4.1. Command execution model
The commands are grouped into three main sets:
- (CS1) Generic commands
- This command set allows the user to get the generic information from the device like the firmware version, UID, date, etc. and to start and stop an execution phase.
- (CS2) Predictive maintenance (PdM) commands
- This command set contains commands which are PdM specific.
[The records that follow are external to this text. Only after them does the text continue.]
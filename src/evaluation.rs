//! Comparing stored predictions against the visitor counts that arrived later.

use std::collections::HashMap;

use serde::Serialize;

use crate::error::Result;
use crate::ml::Prediction;
use crate::ml::metrics;
use crate::traits::Store;
use crate::visitors::VisitorRecord;

/// One prediction and, once recorded, the actual count for its date.
#[derive(Debug, Clone, PartialEq, Serialize)]
pub struct EvaluationRow {
    pub prediction: Prediction,
    pub actual: Option<VisitorRecord>,
}

impl EvaluationRow {
    pub fn absolute_error(&self) -> Option<f64> {
        self.actual
            .as_ref()
            .map(|a| (self.prediction.predicted_visitor_count - f64::from(a.visitor_count)).abs())
    }

    pub fn class_hit(&self) -> Option<bool> {
        self.actual
            .as_ref()
            .map(|a| a.visitor_class() == self.prediction.predicted_visitor_class)
    }
}

/// Aggregate metrics over the rows that have an actual count.
///
/// All metrics are `None` when no prediction has been matched yet.
#[derive(Debug, Clone, Default, PartialEq, Serialize)]
pub struct EvaluationMetrics {
    pub compared: usize,
    pub pending: usize,
    pub mean_absolute_error: Option<f64>,
    pub median_absolute_error: Option<f64>,
    pub mean_squared_error: Option<f64>,
    pub accuracy: Option<f64>,
}

#[derive(Debug, Clone, PartialEq, Serialize)]
pub struct EvaluationReport {
    /// Newest date first
    pub rows: Vec<EvaluationRow>,
    pub metrics: EvaluationMetrics,
}

impl EvaluationReport {
    pub fn from_rows(mut rows: Vec<EvaluationRow>) -> Self {
        rows.sort_by(|a, b| b.prediction.date.cmp(&a.prediction.date));

        let (mut predicted, mut actual) = (Vec::new(), Vec::new());
        let (mut predicted_class, mut actual_class) = (Vec::new(), Vec::new());
        for row in &rows {
            if let Some(a) = &row.actual {
                predicted.push(row.prediction.predicted_visitor_count);
                actual.push(f64::from(a.visitor_count));
                predicted_class.push(row.prediction.predicted_visitor_class);
                actual_class.push(a.visitor_class());
            }
        }

        let metrics = EvaluationMetrics {
            compared: predicted.len(),
            pending: rows.len() - predicted.len(),
            mean_absolute_error: metrics::mean_absolute_error(&predicted, &actual),
            median_absolute_error: metrics::median_absolute_error(&predicted, &actual),
            mean_squared_error: metrics::mean_squared_error(&predicted, &actual),
            accuracy: metrics::accuracy(&predicted_class, &actual_class),
        };

        Self { rows, metrics }
    }

    /// Outer join of `predictions` with `actuals` on date.
    ///
    /// Actuals without a prediction are ignored.
    pub fn join(predictions: Vec<Prediction>, actuals: &[VisitorRecord]) -> Self {
        let by_date: HashMap<_, _> = actuals.iter().map(|a| (a.date, a)).collect();
        let rows = predictions
            .into_iter()
            .map(|prediction| EvaluationRow {
                actual: by_date.get(&prediction.date).map(|a| (*a).clone()),
                prediction,
            })
            .collect();
        Self::from_rows(rows)
    }

    /// The first `n` rows, newest first, for display.
    pub fn recent(&self, n: usize) -> &[EvaluationRow] {
        &self.rows[..n.min(self.rows.len())]
    }
}

/// Build the report from everything in the store.
pub async fn evaluate<S: Store>(store: &S) -> Result<EvaluationReport> {
    let pairs = store.predictions_with_actuals().await?;
    let report = EvaluationReport::from_rows(
        pairs
            .into_iter()
            .map(|(prediction, actual)| EvaluationRow { prediction, actual })
            .collect(),
    );
    tracing::info!(
        "Evaluated {} predictions ({} awaiting actual counts)",
        report.metrics.compared,
        report.metrics.pending
    );
    Ok(report)
}

#[cfg(test)]
mod tests {
    use approx::assert_relative_eq;
    use chrono::NaiveDate;

    use super::*;
    use crate::traits::MemoryStore;

    fn date(d: u32) -> NaiveDate {
        NaiveDate::from_ymd_opt(2017, 3, d).unwrap()
    }

    fn prediction(d: u32, count: f64, class: u32) -> Prediction {
        Prediction {
            date: date(d),
            predicted_visitor_count: count,
            predicted_visitor_class: class,
            classifier_id: None,
            regression_model_id: None,
        }
    }

    fn actual(d: u32, count: u32, class: u32) -> VisitorRecord {
        VisitorRecord::stored(date(d), count, class)
    }

    #[test]
    fn test_metrics_over_matched_rows_only() {
        let report = EvaluationReport::join(
            vec![
                prediction(1, 1000.0, 1),
                prediction(2, 500.0, 0),
                prediction(3, 800.0, 1),
            ],
            &[actual(1, 900, 1), actual(2, 700, 1)],
        );

        let m = &report.metrics;
        assert_eq!(m.compared, 2);
        assert_eq!(m.pending, 1);
        assert_relative_eq!(m.mean_absolute_error.unwrap(), 150.0);
        assert_relative_eq!(m.median_absolute_error.unwrap(), 150.0);
        assert_relative_eq!(m.mean_squared_error.unwrap(), 25_000.0);
        assert_relative_eq!(m.accuracy.unwrap(), 0.5);
    }

    #[test]
    fn test_rows_are_newest_first_and_keep_pending() {
        let report = EvaluationReport::join(
            vec![prediction(1, 1.0, 0), prediction(3, 3.0, 0), prediction(2, 2.0, 0)],
            &[actual(2, 2, 0)],
        );

        let dates: Vec<_> = report.rows.iter().map(|r| r.prediction.date).collect();
        assert_eq!(dates, vec![date(3), date(2), date(1)]);
        assert!(report.rows[0].actual.is_none());
        assert_eq!(report.rows[1].absolute_error(), Some(0.0));
        assert_eq!(report.rows[1].class_hit(), Some(true));
    }

    #[test]
    fn test_no_actuals_gives_no_metrics() {
        let report = EvaluationReport::join(vec![prediction(1, 1.0, 0)], &[]);
        assert_eq!(report.metrics.compared, 0);
        assert!(report.metrics.mean_absolute_error.is_none());
        assert!(report.metrics.accuracy.is_none());
    }

    #[test]
    fn test_actual_without_prediction_is_ignored() {
        let report = EvaluationReport::join(vec![], &[actual(1, 100, 0)]);
        assert!(report.rows.is_empty());
        assert_eq!(report.metrics, EvaluationMetrics::default());
    }

    #[test]
    fn test_recent_limits_rows() {
        let report = EvaluationReport::join(
            (1..=5).map(|d| prediction(d, 0.0, 0)).collect(),
            &[],
        );
        assert_eq!(report.recent(2).len(), 2);
        assert_eq!(report.recent(2)[0].prediction.date, date(5));
        assert_eq!(report.recent(50).len(), 5);
    }

    #[tokio::test]
    async fn test_evaluate_from_store() {
        let store = MemoryStore::new();
        store.insert_prediction(&prediction(1, 110.0, 1)).await.unwrap();
        store.insert_prediction(&prediction(2, 90.0, 0)).await.unwrap();
        store.insert_actual(&actual(1, 100, 1)).await.unwrap();

        let report = evaluate(&store).await.unwrap();

        assert_eq!(report.rows.len(), 2);
        assert_eq!(report.metrics.compared, 1);
        assert_relative_eq!(report.metrics.mean_absolute_error.unwrap(), 10.0);
        assert_relative_eq!(report.metrics.accuracy.unwrap(), 1.0);
    }
}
These commands enable users to work with the NanoEdgeTM AI libraries for predictive maintenance.
- (CS3) Sensor configuration commands
- This command set allows the user to configure the supported sensors and to get the current configurations of these sensors.
- (CS4) File system commands
- This command set allows the user to browse through the content of the microSDTM card.
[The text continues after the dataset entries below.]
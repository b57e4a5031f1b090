use std::fs::File;
use std::ops::RangeInclusive;
use std::path::PathBuf;

use anyhow::{Context, Result};
use chrono::NaiveDate;
use clap::{Parser, Subcommand, ValueEnum};
use tracing_subscriber::{EnvFilter, fmt, prelude::*};
use zoo_predict::{
    api::FmiClient,
    config::AppConfig,
    db::Database,
    evaluation::{self, EvaluationReport},
    harvest,
    ml::{ModelBuilder, PersistedModel, TrainingOptions, TrainingReport, VisitorPredictor},
    traits::{Store, SystemClock},
    visitors::{self, VisitorRecord},
    weather::{self, WeatherRecord, WeatherSource},
};

#[derive(Parser, Debug)]
#[command(name = "zoo-predict")]
#[command(about = "Next-day zoo visitor predictions from FMI weather forecasts")]
struct Args {
    #[command(subcommand)]
    command: Command,
}

#[derive(Subcommand, Debug)]
enum Command {
    /// Fetch tomorrow's forecast, predict visitors and store both
    Harvest,

    /// Fetch daily weather observations
    Observe {
        #[arg(long, required_unless_present = "history")]
        start: Option<NaiveDate>,
        #[arg(long, required_unless_present = "history")]
        end: Option<NaiveDate>,
        /// Fetch the same months of every year in --first-year..=--last-year
        #[arg(long, conflicts_with_all = ["start", "end"])]
        history: bool,
        #[arg(long, default_value_t = 2010)]
        first_year: i32,
        #[arg(long, default_value_t = 2016)]
        last_year: i32,
        #[arg(long, default_value_t = 1)]
        first_month: u32,
        #[arg(long, default_value_t = 3)]
        last_month: u32,
        /// Write the observations as CSV
        #[arg(short, long)]
        output: Option<PathBuf>,
        /// Store the observations in the database
        #[arg(long)]
        store: bool,
    },

    /// Train the classifier and regressor from historical CSV files
    Train {
        #[arg(short, long, default_value = "data/weather_observations_jan-mar_2010-2016.csv")]
        weather: PathBuf,
        #[arg(short, long, default_value = "data/oldVisitorCounts.csv")]
        visitors: PathBuf,
        /// Train from stored observations and visitor counts instead of CSV
        #[arg(long, conflicts_with_all = ["weather", "visitors"])]
        from_database: bool,
        /// Cross-validation folds (0 skips); defaults to model.cv_folds
        #[arg(long)]
        folds: Option<usize>,
        /// Store the models in the database instead of files
        #[arg(short = 'd', long = "store")]
        store: bool,
        /// Keep previously stored models instead of deleting them
        #[arg(long, requires = "store")]
        keep_existing: bool,
    },

    /// Predict visitors for each day of a weather CSV using the model files
    Predict {
        #[arg(short, long)]
        weather: PathBuf,
    },

    /// Export stored weather records as CSV
    Export {
        #[arg(long, value_enum, default_value_t = SourceArg::Observation)]
        source: SourceArg,
        #[arg(long)]
        start: NaiveDate,
        #[arg(long)]
        end: NaiveDate,
        #[arg(short, long)]
        output: Option<PathBuf>,
    },

    /// Record the actual visitor count for a day
    RecordActual {
        #[arg(long)]
        date: NaiveDate,
        #[arg(long)]
        visitors: u32,
    },

    /// Compare stored predictions with actual visitor counts
    Evaluate {
        /// Print the full report as JSON
        #[arg(long)]
        json: bool,
    },
}

#[derive(ValueEnum, Clone, Copy, Debug)]
enum SourceArg {
    Observation,
    Forecast,
}

impl From<SourceArg> for WeatherSource {
    fn from(arg: SourceArg) -> Self {
        match arg {
            SourceArg::Observation => WeatherSource::Observation,
            SourceArg::Forecast => WeatherSource::Forecast,
        }
    }
}

fn main() -> Result<()> {
    let args = Args::parse();

    // Initialize logging
    let filter = EnvFilter::builder()
        .with_default_directive(tracing::level_filters::LevelFilter::INFO.into())
        .parse_lossy("zoo_predict=debug");

    tracing_subscriber::registry()
        .with(fmt::layer().with_writer(std::io::stderr))
        .with(filter)
        .init();

    let config = AppConfig::load().context("Failed to load configuration")?;

    let rt = tokio::runtime::Runtime::new().context("Failed to create tokio runtime")?;

    let result = match args.command {
        Command::Harvest => rt.block_on(run_harvest(&config)),
        Command::Observe {
            start,
            end,
            history,
            first_year,
            last_year,
            first_month,
            last_month,
            output,
            store,
        } => {
            let range = match (start, end) {
                (Some(start), Some(end)) if !history => ObservationRange::Dates { start, end },
                _ => ObservationRange::History {
                    years: first_year..=last_year,
                    months: first_month..=last_month,
                },
            };
            rt.block_on(run_observe(&config, range, output, store))
        }
        Command::Train {
            weather,
            visitors,
            from_database,
            folds,
            store,
            keep_existing,
        } => {
            let data = if from_database {
                TrainingData::Database
            } else {
                TrainingData::Csv { weather, visitors }
            };
            rt.block_on(run_train(&config, data, folds, store, keep_existing))
        }
        Command::Predict { weather } => run_predict(&config, weather),
        Command::Export {
            source,
            start,
            end,
            output,
        } => rt.block_on(run_export(&config, source.into(), start, end, output)),
        Command::RecordActual { date, visitors } => {
            rt.block_on(run_record_actual(&config, date, visitors))
        }
        Command::Evaluate { json } => rt.block_on(run_evaluate(&config, json)),
    };

    if let Err(e) = &result {
        tracing::error!("{:#}", e);
    }
    result
}

async fn connect(config: &AppConfig) -> Result<Database> {
    let url = config
        .database
        .url
        .as_deref()
        .context("No database configured; set DATABASE_URL or database.url")?;

    tracing::info!("Connecting to database...");
    let database = Database::new(url).await?;
    tracing::info!("Database connected successfully");
    Ok(database)
}

fn fmi_client(config: &AppConfig) -> Result<FmiClient> {
    let api_key = config.fmi.resolve_api_key()?;
    Ok(FmiClient::new(
        config.fmi.api_url.clone(),
        api_key,
        &config.network,
    )?)
}

async fn run_harvest(config: &AppConfig) -> Result<()> {
    tracing::info!("Running data harvester");
    let database = connect(config).await?;
    let client = fmi_client(config)?;

    let outcome = harvest::harvest_forecast(
        &client,
        &database,
        &SystemClock,
        &config.fmi.forecast_location,
    )
    .await
    .context("Forecast harvest failed")?;

    println!(
        "{}: {:.0} visitors, class {}",
        outcome.date,
        outcome.prediction.predicted_visitor_count,
        outcome.prediction.predicted_visitor_class
    );
    Ok(())
}

enum ObservationRange {
    Dates { start: NaiveDate, end: NaiveDate },
    History { years: RangeInclusive<i32>, months: RangeInclusive<u32> },
}

async fn run_observe(
    config: &AppConfig,
    range: ObservationRange,
    output: Option<PathBuf>,
    store: bool,
) -> Result<()> {
    if let ObservationRange::Dates { start, end } = &range {
        anyhow::ensure!(start <= end, "--start {} is after --end {}", start, end);
    }
    let client = fmi_client(config)?;
    let database = if store { Some(connect(config).await?) } else { None };
    let place = &config.fmi.observation_place;

    let records = match range {
        ObservationRange::Dates { start, end } => {
            harvest::harvest_observations(&client, database.as_ref(), place, start, end).await
        }
        ObservationRange::History { years, months } => {
            harvest::harvest_observation_history(&client, database.as_ref(), place, years, months)
                .await
        }
    }
    .context("Observation harvest failed")?;

    write_weather(&records, output)
}

async fn run_export(
    config: &AppConfig,
    source: WeatherSource,
    start: NaiveDate,
    end: NaiveDate,
    output: Option<PathBuf>,
) -> Result<()> {
    let database = connect(config).await?;
    let records = database.weather_between(source, start, end).await?;
    tracing::info!("Exporting {} rows from {}", records.len(), source.table());
    write_weather(&records, output)
}

fn write_weather(records: &[WeatherRecord], output: Option<PathBuf>) -> Result<()> {
    match output {
        Some(path) => {
            let file = File::create(&path)
                .with_context(|| format!("Failed to create {}", path.display()))?;
            weather::write_csv(records, file)?;
            tracing::info!("Wrote {} days to {}", records.len(), path.display());
        }
        None => weather::write_csv(records, std::io::stdout())?,
    }
    Ok(())
}

enum TrainingData {
    Csv { weather: PathBuf, visitors: PathBuf },
    Database,
}

async fn load_training_data(
    config: &AppConfig,
    data: TrainingData,
) -> Result<(Vec<WeatherRecord>, Vec<VisitorRecord>)> {
    let classes = config.class_thresholds()?;
    match data {
        TrainingData::Csv { weather: weather_path, visitors: visitors_path } => {
            let weather_file = File::open(&weather_path)
                .with_context(|| format!("Failed to open {}", weather_path.display()))?;
            let weather_records = weather::read_csv(weather_file)
                .with_context(|| format!("Failed to read {}", weather_path.display()))?;

            let visitors_file = File::open(&visitors_path)
                .with_context(|| format!("Failed to open {}", visitors_path.display()))?;
            let visitor_records = visitors::read_csv(visitors_file, &classes)
                .with_context(|| format!("Failed to read {}", visitors_path.display()))?;

            Ok((weather_records, visitor_records))
        }
        TrainingData::Database => {
            let database = connect(config).await?;
            let visitor_records = database.actuals().await?;
            let (Some(first), Some(last)) = (visitor_records.first(), visitor_records.last())
            else {
                anyhow::bail!("No visitor counts stored; use record-actual first");
            };
            let weather_records = database
                .weather_between(WeatherSource::Observation, first.date, last.date)
                .await?;
            Ok((weather_records, visitor_records))
        }
    }
}

async fn run_train(
    config: &AppConfig,
    data: TrainingData,
    folds: Option<usize>,
    store: bool,
    keep_existing: bool,
) -> Result<()> {
    let classes = config.class_thresholds()?;
    let (weather, visitor_records) = load_training_data(config, data).await?;

    let mut options = TrainingOptions::from(&config.model);
    if let Some(folds) = folds {
        options.folds = folds;
    }

    let builder = ModelBuilder::new(&weather, &visitor_records, &classes, options)?;
    let result = builder.train(&SystemClock)?;
    print_training_report(&result.report);

    if store {
        let database = connect(config).await?;
        let (classifier_id, regressor_id) = database
            .replace_models(&result.classifier, &result.regressor, keep_existing)
            .await?;
        println!("Stored classifier {} and regressor {}", classifier_id, regressor_id);
    } else {
        println!(
            "Writing classifier into {}",
            config.model.classifier_path.display()
        );
        result.classifier.save(&config.model.classifier_path)?;
        println!(
            "Writing regression model into {}",
            config.model.regressor_path.display()
        );
        result.regressor.save(&config.model.regressor_path)?;
    }
    Ok(())
}

fn print_training_report(report: &TrainingReport) {
    println!("Training rows: {}", report.rows);
    for (label, count) in &report.class_counts {
        println!("  class {}: {} days", label, count);
    }

    if let Some(scores) = &report.classifier_scores {
        println!("Cross-validation accuracies for classification:");
        println!("{:?}", scores.accuracy);
        println!("Mean accuracy: {:.3}", scores.mean_accuracy());
        println!();
    }
    if let Some(scores) = &report.regression_scores {
        println!("Cross-validation errors for regression:");
        println!("MSE per fold: {:?}", scores.mean_squared_error);
        println!("Mean MAE: {:.1}", scores.mean_mae());
        println!("Mean MSE: {:.1}", scores.mean_mse());
        println!("Mean median AE: {:.1}", scores.mean_median_ae());
        println!();
    }
}

fn run_predict(config: &AppConfig, weather_path: PathBuf) -> Result<()> {
    let classifier = PersistedModel::load(&config.model.classifier_path)?;
    let regressor = PersistedModel::load(&config.model.regressor_path)?;
    tracing::info!("Loaded {}", classifier.summary());
    tracing::info!("Loaded {}", regressor.summary());

    let predictor = VisitorPredictor::from_persisted(classifier, regressor)?;

    let weather_file = File::open(&weather_path)
        .with_context(|| format!("Failed to open {}", weather_path.display()))?;
    let records = weather::read_csv(weather_file)?;
    let predictions = predictor.predict_all(&records)?;

    println!("{}", serde_json::to_string_pretty(&predictions)?);
    Ok(())
}

async fn run_record_actual(config: &AppConfig, date: NaiveDate, count: u32) -> Result<()> {
    let classes = config.class_thresholds()?;
    let database = connect(config).await?;
    let record = harvest::record_actual(&database, &classes, date, count).await?;
    println!(
        "{}: {} visitors, class {} ({})",
        record.date,
        record.visitor_count,
        record.visitor_class(),
        classes.display_label(record.visitor_class()).unwrap_or("?")
    );
    Ok(())
}

async fn run_evaluate(config: &AppConfig, json: bool) -> Result<()> {
    let database = connect(config).await?;
    let report = evaluation::evaluate(&database).await?;

    if json {
        println!("{}", serde_json::to_string_pretty(&report)?);
    } else {
        print_evaluation(&report, config.evaluation.display_limit);
    }
    Ok(())
}

fn print_evaluation(report: &EvaluationReport, limit: usize) {
    println!("{:<12} {:>10} {:>6} {:>10} {:>6}", "date", "predicted", "class", "actual", "class");
    for row in report.recent(limit) {
        let (actual, actual_class) = match &row.actual {
            Some(a) => (a.visitor_count.to_string(), a.visitor_class().to_string()),
            None => ("-".to_string(), "-".to_string()),
        };
        println!(
            "{:<12} {:>10.0} {:>6} {:>10} {:>6}",
            row.prediction.date,
            row.prediction.predicted_visitor_count,
            row.prediction.predicted_visitor_class,
            actual,
            actual_class
        );
    }

    let m = &report.metrics;
    println!();
    println!("Compared: {} ({} awaiting actuals)", m.compared, m.pending);
    let show = |v: Option<f64>| v.map(|v| format!("{:.2}", v)).unwrap_or_else(|| "N/A".to_string());
    println!("Mean absolute error: {}", show(m.mean_absolute_error));
    println!("Median absolute error: {}", show(m.median_absolute_error));
    println!("Mean squared error: {}", show(m.mean_squared_error));
    println!("Class accuracy: {}", show(m.accuracy));
}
4.2. Execution phases and execution context
The three system execution phases are:
- Datalogging: data coming from the sensor are logged onto the microSDTM card.
- NanoEdgeTM AI learning: data coming from the sensor are passed to the NanoEdgeTM AI library to train the model.
- NanoEdgeTM AI detection: data coming from the sensor are passed to the NanoEdgeTM AI library to detect anomalies.
Each execution phase can be started and stopped with a user command issued through the CLI. An execution context, which is a set of parameters controlling execution, is associated with each execution phase. One single parameter can belong to more than one execution context.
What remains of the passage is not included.